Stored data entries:
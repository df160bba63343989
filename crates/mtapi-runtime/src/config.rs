//! Node attributes: a builder with compile-time defaults and environment
//! variable overrides.
//!
//! Mirrors the reference runtime's `mtapi_node_attributes_t` defaults
//! (workers = available cores, 4 priorities, max-tasks = 1024, ...) and the
//! existing workspace convention of a consuming-setter builder plus a
//! `from_env()` constructor that layers `MTAPI_*` variables on top.

use mtapi_core::env::env_get;

/// Default attributes for `Node::initialize`.
#[derive(Debug, Clone)]
pub struct NodeAttributes {
    pub num_workers: usize,
    pub num_priorities: usize,
    pub max_tasks: usize,
    pub max_actions: usize,
    pub max_groups: usize,
    pub max_queues: usize,
    pub max_jobs: usize,
    pub queue_limit: usize,
    pub reuse_main_thread: bool,
    pub stack_size: usize,
    /// Per-worker priority restriction: `Some(p)` pins a worker to serving
    /// only priority `p`; `None` (the default for every worker) means the
    /// worker services every priority in strict order.
    pub worker_priorities: Vec<Option<u8>>,
}

mod defaults {
    pub const NUM_PRIORITIES: usize = 4;
    pub const MAX_TASKS: usize = 1024;
    pub const MAX_ACTIONS: usize = 128;
    pub const MAX_GROUPS: usize = 128;
    pub const MAX_QUEUES: usize = 16;
    pub const MAX_JOBS: usize = 64;
    pub const QUEUE_LIMIT: usize = 16;
    pub const REUSE_MAIN_THREAD: bool = true;
    pub const STACK_SIZE: usize = 2 * 1024 * 1024;
}

impl Default for NodeAttributes {
    fn default() -> Self {
        let num_workers = std::thread::available_parallelism()
            .map(|n| n.get())
            .unwrap_or(1);
        NodeAttributes {
            num_workers,
            num_priorities: defaults::NUM_PRIORITIES,
            max_tasks: defaults::MAX_TASKS,
            max_actions: defaults::MAX_ACTIONS,
            max_groups: defaults::MAX_GROUPS,
            max_queues: defaults::MAX_QUEUES,
            max_jobs: defaults::MAX_JOBS,
            queue_limit: defaults::QUEUE_LIMIT,
            reuse_main_thread: defaults::REUSE_MAIN_THREAD,
            stack_size: defaults::STACK_SIZE,
            worker_priorities: vec![None; num_workers],
        }
    }
}

impl NodeAttributes {
    /// Defaults with environment variable overrides applied.
    ///
    /// - `MTAPI_NUM_WORKERS`
    /// - `MTAPI_NUM_PRIORITIES`
    /// - `MTAPI_MAX_TASKS`
    /// - `MTAPI_MAX_ACTIONS`
    /// - `MTAPI_MAX_GROUPS`
    /// - `MTAPI_MAX_QUEUES`
    /// - `MTAPI_MAX_JOBS`
    /// - `MTAPI_QUEUE_LIMIT`
    /// - `MTAPI_REUSE_MAIN_THREAD` (0/1)
    /// - `MTAPI_STACK_SIZE`
    pub fn from_env() -> Self {
        let base = Self::default();
        let num_workers = env_get("MTAPI_NUM_WORKERS", base.num_workers);
        NodeAttributes {
            num_workers,
            num_priorities: env_get("MTAPI_NUM_PRIORITIES", base.num_priorities),
            max_tasks: env_get("MTAPI_MAX_TASKS", base.max_tasks),
            max_actions: env_get("MTAPI_MAX_ACTIONS", base.max_actions),
            max_groups: env_get("MTAPI_MAX_GROUPS", base.max_groups),
            max_queues: env_get("MTAPI_MAX_QUEUES", base.max_queues),
            max_jobs: env_get("MTAPI_MAX_JOBS", base.max_jobs),
            queue_limit: env_get("MTAPI_QUEUE_LIMIT", base.queue_limit),
            reuse_main_thread: env_get(
                "MTAPI_REUSE_MAIN_THREAD",
                if base.reuse_main_thread { 1u8 } else { 0 },
            ) != 0,
            stack_size: env_get("MTAPI_STACK_SIZE", base.stack_size),
            worker_priorities: vec![None; num_workers],
        }
    }

    pub fn num_workers(mut self, n: usize) -> Self {
        self.num_workers = n;
        self.worker_priorities.resize(n, None);
        self
    }

    pub fn num_priorities(mut self, n: usize) -> Self {
        self.num_priorities = n;
        self
    }

    pub fn max_tasks(mut self, n: usize) -> Self {
        self.max_tasks = n;
        self
    }

    pub fn max_actions(mut self, n: usize) -> Self {
        self.max_actions = n;
        self
    }

    pub fn max_groups(mut self, n: usize) -> Self {
        self.max_groups = n;
        self
    }

    pub fn max_queues(mut self, n: usize) -> Self {
        self.max_queues = n;
        self
    }

    pub fn max_jobs(mut self, n: usize) -> Self {
        self.max_jobs = n;
        self
    }

    pub fn queue_limit(mut self, n: usize) -> Self {
        self.queue_limit = n;
        self
    }

    pub fn reuse_main_thread(mut self, reuse: bool) -> Self {
        self.reuse_main_thread = reuse;
        self
    }

    pub fn stack_size(mut self, n: usize) -> Self {
        self.stack_size = n;
        self
    }

    /// Pin worker `index` to serving only priority `priority`.
    pub fn worker_priority(mut self, index: usize, priority: u8) -> Self {
        if index < self.worker_priorities.len() {
            self.worker_priorities[index] = Some(priority);
        }
        self
    }

    pub fn validate(&self) -> Result<(), &'static str> {
        if self.num_workers == 0 {
            return Err("num_workers must be > 0");
        }
        if self.num_workers > mtapi_core::constants::MAX_WORKERS {
            return Err("num_workers exceeds MAX_WORKERS");
        }
        if self.num_priorities == 0 {
            return Err("num_priorities must be > 0");
        }
        if self.num_priorities > 64 {
            return Err("num_priorities must be <= 64");
        }
        if self.max_tasks == 0 || self.max_actions == 0 || self.max_groups == 0
            || self.max_queues == 0 || self.max_jobs == 0
        {
            return Err("pool capacities must be > 0");
        }
        Ok(())
    }
}

#[cfg(test)]
mod tests {
    use super::*;

    #[test]
    fn default_matches_spec_values() {
        let a = NodeAttributes::default();
        assert_eq!(a.num_priorities, 4);
        assert_eq!(a.max_tasks, 1024);
        assert_eq!(a.max_actions, 128);
        assert_eq!(a.max_groups, 128);
        assert_eq!(a.max_queues, 16);
        assert_eq!(a.max_jobs, 64);
        assert_eq!(a.queue_limit, 16);
        assert!(a.reuse_main_thread);
        assert!(a.validate().is_ok());
    }

    #[test]
    fn builder_overrides_fields() {
        let a = NodeAttributes::default().num_workers(3).max_tasks(10);
        assert_eq!(a.num_workers, 3);
        assert_eq!(a.max_tasks, 10);
        assert_eq!(a.worker_priorities.len(), 3);
    }

    #[test]
    fn validate_rejects_zero_workers() {
        let a = NodeAttributes::default().num_workers(0);
        assert!(a.validate().is_err());
    }
}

## EXERCISE DIRECTIONS
Where the line containing "assert_eq!(a.max_jobs, 64);" appears in the records above, begin copying and continue through the last line; copy each line exactly and include no others.

## SOLVED PROBLEM
        assert_eq!(a.max_jobs, 64);
        assert_eq!(a.queue_limit, 16);
        assert!(a.reuse_main_thread);
        assert!(a.validate().is_ok());
    }

    #[test]
    fn builder_overrides_fields() {
        let a = NodeAttributes::default().num_workers(3).max_tasks(10);
        assert_eq!(a.num_workers, 3);
        assert_eq!(a.max_tasks, 10);
        assert_eq!(a.worker_priorities.len(), 3);
    }

    #[test]
    fn validate_rejects_zero_workers() {
        let a = NodeAttributes::default().num_workers(0);
        assert!(a.validate().is_err());
    }
}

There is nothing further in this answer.